Tiempo de máscaras, tiempos de mascarillas…

Le tocaba ya morirse a John Le Carré, primero porque había alcanzado la edad cuyo guarismo distingue la caída del Muro, que canceló la Guerra Fría y por tanto el gran tema de sus novelas, y luego por el asunto de las mascarillas, ya que él era más de máscaras. Su propio nombre era una máscara, el pseudónimo que ocultaba a un fino británico que había servido en los servicios secretos e impartido clases en la universidad. Las novelas de Le Carré (confieso que sólo he visto las películas, pero todas) trataban precisamente de esos inquietantes años en los que se no vivía mal, económicamente hablando, pero al precio de tener una descomunal Espada de Damocles sobre la cabeza. Decenas de miles de misiles y artefactos atómicos gravitaban sobre nosotros, y la aniquilación total podía caer desde el cielo en cualquier momento. De hecho, en 1963 la Tierra entera estuvo a punto de ser carbonizada, como la última chuleta que alguien se olvidara en la barbacoa, y yo creo que desde ese momento se tuvo mucho más cuidado –no sin antes, eso sí, liquidar a Kennedy por desoír a los mandos militares y colocar a Nixon en su lugar.
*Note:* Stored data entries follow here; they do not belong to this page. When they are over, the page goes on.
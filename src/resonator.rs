use alloc::{vec, vec::Vec};
use core::f64::consts::{LN_2, PI};
use log::trace;

use crate::error::check_sample_rate;
use crate::math::{cos, sin, sinh};
use crate::{BasicFilter, Error, Result, TransferFunction};

/// A formant resonator.
/// This is a second order IIR filter with a pole pair at angle `±w` and a zero pair whose
/// radius is set by the bandwidth.
///
/// # Formulas:
/// ## Variables:
/// ```text
///    x = input samples
///    y = output samples
///    f = resonator frequency in Hz
///    bw = bandwidth of the resonator
///    w = 2 * PI * f / sampleRate
///    alpha = sin(w) * sinh(ln(2) / 2 * bw * w / sin(w))
/// ```
/// ## Filter function:
/// ```text
///    y[0] = y[1] = 0
///    y[n] = 2cos(w) * y[n-1] - y[n-2] + x[n] - 2cos(w) * alpha * x[n-1] + alpha^2 * x[n-2]
/// ```
/// ## Transfer function (of the recurrence, ignoring the first two samples):
/// ```text
///    H(z) = (1 - 2cos(w) * alpha * z^-1 + alpha^2 * z^-2) / (1 - 2cos(w) * z^-1 + z^-2)
/// ```
///
/// The output is neither clamped nor checked.
/// Large bandwidths give a large `alpha`, and the output grows with `alpha^2`
/// up to infinity; keeping the parameters physically plausible is up to the caller.
#[derive(Debug, Clone)]
pub struct Resonator {
    sample_rate: f64,
    /// 2cos(w)
    b: f64,
    alpha: f64,
    /// x[n-1], last input value
    x1: f64,
    /// x[n-2], second-last input value
    x2: f64,
    /// y[n-1], last output value
    y1: f64,
    /// y[n-2], second-last output value
    y2: f64,
    /// Number of leading samples still forced to 0.
    warmup: u8,
}

impl Resonator {
    /// ### params
    /// ```text
    /// sample_rate = Sample rate in Hz.
    /// ```
    /// The resonator starts out with `w = 0` and `alpha = 0`; call [`Resonator::set`] before
    /// using it.
    ///
    /// # Errors
    ///
    /// Returns [`Error::InvalidSampleRate`] if the sample rate is not a positive, finite number.
    pub fn new(sample_rate: f64) -> Result<Self> {
        check_sample_rate(sample_rate)?;
        Ok(Resonator {
            sample_rate,
            b: 2.0,
            alpha: 0.0,
            x1: 0.0,
            x2: 0.0,
            y1: 0.0,
            y2: 0.0,
            warmup: 2,
        })
    }

    /// Adjusts the filter parameters without resetting the inner state.
    /// ### params
    /// ```text
    /// f = Frequency of resonator in Hz, strictly between 0 and the Nyquist frequency.
    /// bw = Bandwidth of resonator.
    /// ```
    ///
    /// # Errors
    ///
    /// Returns [`Error::InvalidFormantFrequency`] when `f` is outside `(0, sample_rate / 2)`,
    /// where `sin(w)` would be zero, and [`Error::InvalidBandwidth`] for a non-positive or
    /// non-finite `bw`.
    pub fn set(&mut self, f: f64, bw: f64) -> Result<()> {
        let nyquist = self.sample_rate / 2.0;
        if f <= 0.0 || f >= nyquist || !f.is_finite() {
            return Err(Error::InvalidFormantFrequency { freq: f, nyquist });
        }
        if bw <= 0.0 || !bw.is_finite() {
            return Err(Error::InvalidBandwidth(bw));
        }
        let w = 2.0 * PI * f / self.sample_rate;
        self.alpha = sin(w) * sinh((LN_2 / 2.0) * bw * w / sin(w));
        self.b = 2.0 * cos(w);
        trace!("resonator at {f} Hz: 2cos(w) = {}, alpha = {}", self.b, self.alpha);
        Ok(())
    }
}

impl BasicFilter for Resonator {
    fn get_transfer_function_coefficients(&self) -> TransferFunction {
        TransferFunction {
            numerator: vec![1.0, -self.b * self.alpha, self.alpha * self.alpha],
            denominator: vec![1.0, -self.b, 1.0],
        }
    }

    /// Performs a filter step.
    /// ### params
    /// ```text
    ///    x = Input signal value.
    /// ```
    /// ### returns
    ///    Output signal value. The first two outputs after construction or a reset are 0.
    fn step(&mut self, x: f64) -> f64 {
        let y = if self.warmup > 0 {
            self.warmup -= 1;
            0.0
        } else {
            self.b * self.y1 - self.y2 + x - self.b * self.alpha * self.x1
                + self.alpha * self.alpha * self.x2
        };
        self.x2 = self.x1;
        self.x1 = x;
        self.y2 = self.y1;
        self.y1 = y;
        y
    }

    fn reset(&mut self) {
        self.x1 = 0.0;
        self.x2 = 0.0;
        self.y1 = 0.0;
        self.y2 = 0.0;
        self.warmup = 2;
    }
}

/// Generates the output of a resonator driven by `x`.
///
/// ### params
/// ```text
///    x = The excitation signal.
///    f = Resonant frequency in Hz.
///    bw = Resonant bandwidth.
///    sample_rate = Sample rate in Hz.
/// ```
/// ### returns
///    The resonant output, always as long as `x`.
///
/// # Errors
///
/// See [`Resonator::new`] and [`Resonator::set`].
pub fn resonator(x: &[f64], f: f64, bw: f64, sample_rate: f64) -> Result<Vec<f64>> {
    let mut resonator = Resonator::new(sample_rate)?;
    resonator.set(f, bw)?;
    Ok(x.iter().map(|&sample| resonator.step(sample)).collect())
}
Le Carré exprimió a fondo ese escenario de pesadilla, en el que hombres con gabardina a altas horas de la madrugada podían decidir con su silencio, unos papeles en un despacho o unas pisadas en un callejón el destino postrero de la humanidad. La Guerra Fría fue un periodo congelado, más que frío, en que las potencias tan sólo se medían en el exterior, por si acaso (Corea, Vietnam, Cuba, Chile…), pero entre tanto el miedo y el relecto mutuo paralizaba las relaciones exteriores y desplazaban por el mundo a espías con el corazón escarchado que sabían que personalmente iban a terminar mal. No obstante, Le Carré no les dejaba del todo desamparados, puesto que les proporcionaba buenas causas por las que luchar e insidias por descubrir y descalabrar, antes siquiera de que el mundo tuviera la menor noticia de ellas. George Smiley era uno de esos hombres, todo máscara, o máscaras, en plural, superviviente de mil intrigas cuasi-administrativas en las que tu propio compañero del alma podía ser agente doble y en las que toda sombra de James Bond estaba completamente descartada, porque la vida real del espía es antiglamurosa y más que a perfume caro y deportivo nuevo huele a estancias cerradas y a soledad enlatada. Derribado el Telón de Acero, John Le Carré supo reflejar brillantemente otros temas de enorme, ingente relevancia mundial (destaca, más que Panamá, el África chantajeada por las farmacéuticas antropófagas de El jardinero fiel: el papel perfecto para Rache Weisz), pero le recordaremos por eso, por la época de las máscaras o de la mascarada yanqui-soviética en la que nadie era quién decía ser sobre un trasfondo moral y físico de Destrucción Mutua Asegurada.

Hoy, en cambio, tenemos mascarillas de papel, en vez de máscaras ambiguas, y ya no nos espían unos cuantos tipos de vida triste y dudosa reputación, sino todos, ya nos espían absolutamente todos: gobiernos, empresas y hasta parejas celosas o padres preocupados, si les place y por un precio ridículo. El membrete de Marsall McLuhan, “Aldea Global”, está últimamente adquiriendo un carácter de chismorreo de pueblo que no es el que esperaba el teórico de los medios. Yo no sé si esta Paz Caliente nuestra es realmente mejor que aquella Guerra Fría, pero por lo menos entonces las fake news, o el fake en general, era más evidente, avisaba más, se le venía venir. La gente sabía de sobra que el bloque de sus amores practicaba descaradamente el autobombo a la vez que convertía al otro bloque en el malo de habla sucia de sus películas; ese era el juego y se podía vivir o malvivir con él. Hoy, por el contrario, el fake world es más insidioso, más microfísico, te alcanza por más vías y viene empaquetado junto con la conversación por chat que mantienes con tus amigos y que también, por cierto, está siendo espiada. Así que en gran medida echaremos de menos la mente alambicada pero finalmente ética de John Le Carré, por la sencilla razón de que hasta su oscuro mundo de desconfianza, traición y laconismo contenía un número mayor de certezas que el nuestro. Nixon era un personaje de Shakespeare en comparación con Trump, que lo es más bien de Monty Python, y en sus terribles años unos pocos usaban máscaras -el propio Nixon espiaba-, mientras que ahora todos andamos con mascarillas… (Y el que no la lleve, que reciba por favor un curso de civismo obligatorio).